Beginning with the opening line, restate the following material exactly, up through the line that contains "anything first. The".

*** Block opens ***

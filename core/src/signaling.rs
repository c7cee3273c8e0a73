//! Call signaling seam
//!
//! Every user registers under a stable address derived from their id, so
//! either side can reach the other without exchanging anything first. The
//! call machine only sees these traits; [`crate::peer`] provides the WebRTC
//! implementation.

use crate::error::Result;
use crate::media::{LocalStream, RemoteStream};
use async_trait::async_trait;
use std::sync::Arc;
use tokio::sync::mpsc;

pub type ConnectionId = String;

/// One media session with a remote peer, inbound or outbound.
#[async_trait]
pub trait MediaCall: Send + Sync {
    fn connection_id(&self) -> &str;

    /// Address of the remote peer.
    fn peer(&self) -> &str;

    /// Accepts an inbound call, sending `stream` to the caller.
    async fn answer(&self, stream: LocalStream) -> Result<()>;

    /// Hangs up. Safe to call more than once.
    fn close(&self);
}

pub enum BridgeEvent {
    Incoming(Arc<dyn MediaCall>),
    RemoteStream {
        connection: ConnectionId,
        stream: RemoteStream,
    },
    Closed {
        connection: ConnectionId,
    },
    /// `connection` is `None` for failures of the bridge itself.
    Error {
        connection: Option<ConnectionId>,
        kind: String,
    },
}

impl std::fmt::Debug for BridgeEvent {
    fn fmt(&self, f: &mut std::fmt::Formatter<'_>) -> std::fmt::Result {
        match self {
            Self::Incoming(call) => f
                .debug_struct("Incoming")
                .field("connection", &call.connection_id())
                .field("peer", &call.peer())
                .finish(),
            Self::RemoteStream { connection, stream } => f
                .debug_struct("RemoteStream")
                .field("connection", connection)
                .field("stream", stream)
                .finish(),
            Self::Closed { connection } => {
                f.debug_struct("Closed").field("connection", connection).finish()
            }
            Self::Error { connection, kind } => f
                .debug_struct("Error")
                .field("connection", connection)
                .field("kind", kind)
                .finish(),
        }
    }
}

pub type BridgeEvents = mpsc::UnboundedReceiver<BridgeEvent>;

#[async_trait]
pub trait SignalingBridge: Send + Sync {
    /// Address this bridge is registered under.
    fn address(&self) -> &str;

    /// Places a call to `remote`, sending `stream`.
    async fn call(&self, remote: &str, stream: LocalStream) -> Result<Arc<dyn MediaCall>>;

    /// Closes every call and leaves the rendezvous server.
    fn shutdown(&self);
}

/// Registers a bridge for one chat screen.
#[async_trait]
pub trait SignalingConnector: Send + Sync {
    async fn register(&self, address: &str) -> Result<(Arc<dyn SignalingBridge>, BridgeEvents)>;
}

*** Block closes ***

- _RESULT_:
filename core/src/signaling.rs
repository c7cee3273c8e0a73
//! Call signaling seam
//!
//! Every user registers under a stable address derived from their id, so
//! either side can reach the other without exchanging anything first. The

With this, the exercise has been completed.